Chronopolis and Other Stories is a 1971 collection of science fiction stories by British writer J. G. Ballard. Originally published in the United States by Putnam, it was reprinted in paperback in 1972 by Berkley Books, under the title Chronopolis, subtitled "The Science Fiction of J. G. Ballard."

==Contents==
- "The Voices of Time" (New Worlds 1960)
- "The Drowned Giant" (The Terminal Beach 1964)
- "The Terminal Beach" (New Worlds 1964)
- "Manhole 69" (New Worlds 1957)
- "Storm-Bird, Storm-Dreamer" (The Impossible Man 1966)
- "The Sound-Sweep" (Science-Fantasy 1960)

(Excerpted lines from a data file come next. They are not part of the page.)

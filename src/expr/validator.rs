//! Pre-conversion checks on an arithmetic token run.

use crate::lexer::{Token, TokenKind};

use super::ExprError;

/// Check that every token may appear in an arithmetic expression and that
/// parentheses balance. A lone string literal is always accepted.
pub fn validate(tokens: &[Token]) -> Result<(), ExprError> {
    if let [only] = tokens {
        if only.kind == TokenKind::StringLiteral {
            return Ok(());
        }
    }
    check_tokens(tokens)?;
    check_parentheses(tokens)
}

fn is_expression_token(kind: TokenKind) -> bool {
    kind.is_numeric_literal()
        || kind.is_arithmetic_operator()
        || matches!(
            kind,
            TokenKind::Identifier | TokenKind::LeftParen | TokenKind::RightParen
        )
}

fn check_tokens(tokens: &[Token]) -> Result<(), ExprError> {
    match tokens.iter().find(|t| !is_expression_token(t.kind)) {
        Some(bad) => Err(ExprError::InvalidToken(bad.lexeme.clone())),
        None => Ok(()),
    }
}

fn check_parentheses(tokens: &[Token]) -> Result<(), ExprError> {
    let mut open: Vec<&Token> = Vec::new();
    for token in tokens {
        match token.kind {
            TokenKind::LeftParen => open.push(token),
            TokenKind::RightParen => {
                open.pop().ok_or(ExprError::UnmatchedClosingParen)?;
            }
            _ => {}
        }
    }
    if open.is_empty() {
        Ok(())
    } else {
        Err(ExprError::UnpairedOpeningParen)
    }
}
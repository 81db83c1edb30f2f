//! Pascal-- runtime values — a tagged union over integer, double and string.
//!
//! A variable's tag is fixed by its declaration. Arithmetic is always carried
//! out in `f64`; the tag only decides how a result is stored.

use std::fmt;

/// Fractional digits used when `Write` formats a number.
pub const WRITE_PRECISION: usize = 14;

#[derive(Debug, Clone, PartialEq)]
pub enum Value {
    Int(i64),
    Double(f64),
    Str(String),
}

impl Value {
    pub fn type_name(&self) -> &'static str {
        match self {
            Self::Int(_) => "integer",
            Self::Double(_) => "double",
            Self::Str(_) => "string",
        }
    }

    pub fn is_numeric(&self) -> bool {
        matches!(self, Self::Int(_) | Self::Double(_))
    }

    /// Numeric view of the value; `None` for strings.
    #[allow(clippy::cast_precision_loss)]
    pub fn as_number(&self) -> Option<f64> {
        match self {
            Self::Int(n) => Some(*n as f64),
            Self::Double(d) => Some(*d),
            Self::Str(_) => None,
        }
    }

    /// True when both values carry the same tag.
    pub fn same_tag(&self, other: &Self) -> bool {
        std::mem::discriminant(self) == std::mem::discriminant(other)
    }

    /// Store a computed number under this value's tag: integers truncate
    /// toward zero, doubles keep the number. `None` for string values.
    #[allow(clippy::cast_possible_truncation)]
    pub fn narrow(&self, number: f64) -> Option<Self> {
        match self {
            Self::Int(_) => Some(Self::Int(number as i64)),
            Self::Double(_) => Some(Self::Double(number)),
            Self::Str(_) => None,
        }
    }
}

impl fmt::Display for Value {
    fn fmt(&self, f: &mut fmt::Formatter<'_>) -> fmt::Result {
        match self {
            Self::Int(n) => write!(f, "{n}"),
            Self::Double(d) => f.write_str(&format_number(*d)),
            Self::Str(s) => f.write_str(s),
        }
    }
}

impl From<i64> for Value {
    fn from(n: i64) -> Self {
        Self::Int(n)
    }
}

impl From<f64> for Value {
    fn from(d: f64) -> Self {
        Self::Double(d)
    }
}

impl From<&str> for Value {
    fn from(s: &str) -> Self {
        Self::Str(s.to_string())
    }
}

impl From<String> for Value {
    fn from(s: String) -> Self {
        Self::Str(s)
    }
}

/// Fixed-point formatting with `WRITE_PRECISION` digits, then trailing zeros
/// and a bare trailing decimal point stripped.
pub fn format_number(number: f64) -> String {
    let s = format!("{number:.prec$}", prec = WRITE_PRECISION);
    if s.contains('.') {
        let s = s.trim_end_matches('0');
        let s = s.trim_end_matches('.');
        s.to_string()
    } else {
        s
    }
}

- "Billennium" (New Worlds 1961)
- "Chronopolis" (New Worlds 1960)
- "Build-Up" (New Worlds 1957)
- "The Garden of Time" F&SF 1962)
- "End-Game" (New Worlds 1963)
- "The Watch-Towers" (Science-Fantasy 1962)
- "Now Wakes the Sea" (F&SF 1963)
- "Zone of Terror" (New Worlds 1960)
- "The Cage of Sand" (New Worlds 1962)
- "Deep End" (New Worlds 1961)

==Reception==
Theodore Sturgeon praised the collection, saying "I know Ballard has made waves; I know he will not stop; I am most pleased to watch where he is going.